India’s pursuit of becoming a $30 trillion economy by 2047 rests on inclusive growth. However, women contribute only 18% to GDP, with nearly 196 million employable women outside the workforce. The Global Gender Gap Report 2025 ranks India 131/148, behind BRICS and South Asian peers. Bridging this gap requires not just schemes but robust gender-disaggregated data to guide policy.
Key Strides in Gender Parity:
Education Gains:
- Female GER in elementary education: 94.3% vs. 89.2% boys.
- Women’s literacy improved from 9% at Independence to 77% (2021 Census projections).
Financial Inclusion:
- 56% of PMJDY accounts held by women.
- DBT transfers such as Ladli Behna Yojana of MP empower women with direct access to welfare funds.
Legal and Workplace Reforms:
- Criminal Law (Amendment) Act, 2013 for stronger action against sexual crimes.
- 26 weeks maternity leave is amongst the highest globally.
Political Empowerment:
- 73rd/74th Amendments enabled 40% women reservation in Panchayats.
- As per Women’s Reservation Act 2023, 33% seats in Parliament & State Assemblies.
Labour and Entrepreneurship:
- Women constitute 57% of MGNREGA workers.

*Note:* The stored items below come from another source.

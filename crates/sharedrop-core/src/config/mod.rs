//! Application configuration schemas.
//!
//! Configuration is deserialized from an optional TOML file merged with
//! `SHAREDROP_`-prefixed environment variables via the `config` crate.
//! Every section has defaults, so an empty configuration is valid.

pub mod backend;
pub mod logging;
pub mod session;
pub mod share;
pub mod upload;

use serde::{Deserialize, Serialize};

pub use self::backend::{BackendConfig, BackendProvider};
pub use self::logging::LoggingConfig;
pub use self::session::SessionConfig;
pub use self::share::ShareConfig;
pub use self::upload::UploadConfig;

use crate::error::AppError;

/// Environment variable holding the externally supplied backend base URL.
pub const BASE_URL_ENV: &str = "SHAREDROP_URL";

/// Root application configuration.
#[derive(Debug, Clone, Default, Serialize, Deserialize)]
pub struct AppConfig {
    /// Remote collaborator settings.
    #[serde(default)]
    pub backend: BackendConfig,
    /// Upload flow settings.
    #[serde(default)]
    pub upload: UploadConfig,
    /// Share link settings.
    #[serde(default)]
    pub share: ShareConfig,
    /// Local session persistence.
    #[serde(default)]
    pub session: SessionConfig,
    /// Logging settings.
    #[serde(default)]
    pub logging: LoggingConfig,
}

impl AppConfig {
    /// Load configuration from a TOML file (optional) and the environment.
    ///
    /// Nested keys use `__` in environment variables, e.g.
    /// `SHAREDROP_SHARE__REQUIRE_PUBLIC=true`. `SHAREDROP_URL` overrides
    /// `backend.base_url`.
    pub fn load(path: &str) -> Result<Self, AppError> {
        let config = config::Config::builder()
            .add_source(config::File::with_name(path).required(false))
            .add_source(
                config::Environment::with_prefix("SHAREDROP")
                    .prefix_separator("_")
                    .separator("__")
                    .try_parsing(true),
            )
            .set_override_option("backend.base_url", std::env::var(BASE_URL_ENV).ok())?
            .build()
            .map_err(|e| AppError::configuration(format!("Failed to build config: {e}")))?;

        config
            .try_deserialize()
            .map_err(|e| AppError::configuration(format!("Failed to deserialize config: {e}")))
    }
}
//! Authentication collaborator trait.

use async_trait::async_trait;

use crate::result::AppResult;
use crate::types::identity::{AuthSession, Credentials, CurrentUser, Profile, ProfileUpdate};

/// Trait for the remote authentication service.
///
/// Implementations keep whatever session material (bearer tokens) the
/// service issues; callers only see identities.
#[async_trait]
pub trait AuthProvider: Send + Sync + std::fmt::Debug + 'static {
    /// Resolve the identity of the current session. `Ok(None)` means there
    /// is no session.
    async fn current_user(&self) -> AppResult<Option<CurrentUser>>;

    /// Sign in with an email/password pair.
    async fn sign_in_with_password(&self, credentials: &Credentials) -> AppResult<AuthSession>;

    /// Register a new account and sign it in.
    async fn sign_up(&self, credentials: &Credentials) -> AppResult<AuthSession>;

    /// End the current session.
    async fn sign_out(&self) -> AppResult<()>;

    /// Apply a partial profile update and return the resulting profile.
    async fn set_profile(&self, update: &ProfileUpdate) -> AppResult<Profile>;
}
//! Share domain value objects.

pub mod link;

pub use link::{ShareLink, parse_share_reference};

- 68% loans under Stand Up India went to women.
Key Issues Hindering Parity:
- Political Underrepresentation: Only 13.8% MPs are women and only 5.6% hold ministerial positions.
- Low LFPR: At41.7%, it is among the lowest in G20. As per Oxfam, Women’s unpaid work valued at ₹19 lakh crore.
- Cultural Barriers: Patriarchal norms restrict autonomy and 59% of women don’t take independent financial decisions.
- Gender Pay Gap: Women earn 30–40% less than men in urban areas.
- Education-Employment Disconnect: Women constitute 40% of STEM graduates, but only 27% of STEM workforce (ORF).
- Health Inequalities: Maternal health improving, yet gaps remain in nutrition, childcare, and reproductive healthcare access.
- Data Gaps: Less than 20% of SDG gender indicators re-collected and only 42% of required gender data globally available as per WEF, 2024.
Role of Robust Gender Data in Inclusive Growth:
Targeted Policymaking:
- Uttar Pradesh’s WEE Index tracks women’s participation across 5 levers (employment, education, entrepreneurship, mobility, safety).
- It revealed that more than 50% women in skilling enrolment but very few in entrepreneurship due to credit barriers which enables specific policies.
True Gender Budgeting:
- Enables shift beyond welfare to apply a gender lens across sectors such as education, energy, transport, and infrastructure.
SDG Alignment:
- Gender equality (SDG 5) intersects with 10 other SDGs. For example, closing women’s health gaps could add$1 trillion annually to global GDP by 2040 as per McKinsey.
Smart Economics:
- As per McKinsey estimates, closing India’s gender employment gap could add $770 billion to GDP by 2025.
Optimised Resource Allocation:
- Gender-disaggregated data enables better targeting of welfare schemes, subsidies, and credit access.
- For example, identifying districts with high female dropout rates or low credit access can help channel education scholarships, MUDRA loans, or skilling programmes more effectively.
Accountability & Governance:
- Transparent gender data creates a benchmark for monitoring progress on gender budgeting and SDGs.
- It empowers civil society and media to hold policymakers accountable, ensuring reforms are not tokenistic but measurable and outcome-driven.
Conclusion:
Without robust gender-disaggregated data, policies risk being blind and fragmented. Leveraging frameworks like the UP WEE Index, combined with true gender budgeting, can unlock the gender dividend, making India’s growth not only faster but also more equitable and sustainable.
‘+1’ Value Addition:
- Uttar Pradesh – WEE Index (2023): First state-level tool tracking women’s economic empowerment across 5 dimensions such as employment, education, entrepreneurship, mobility, safety.
- Kerala Kudumbashree Mission: Women-led SHGs across 300,000 neighbourhood groups enhanced female entrepreneurship, financial inclusion, and poverty reduction.
- Rajasthan MGNREGA Model: Women make up 57% of workforce (2022–23), benefiting from equal wages, boosting rural autonomy.
- SEWA (Self-Employed Women’s Association, Gujarat): Provided livelihood security, microfinance, and collective bargaining for women in the informal sector.
- Kenya & Bangladesh (UN Study): Better gender data targeting disadvantaged women generated revenue opportunities of $352 million (Kenya) and $1 billion (Bangladesh) annually.
- Nordic Countries: Integration of gender budgeting in all ministries credited for high FLFPR and ranking in top 5 of WEF Gender Gap Index.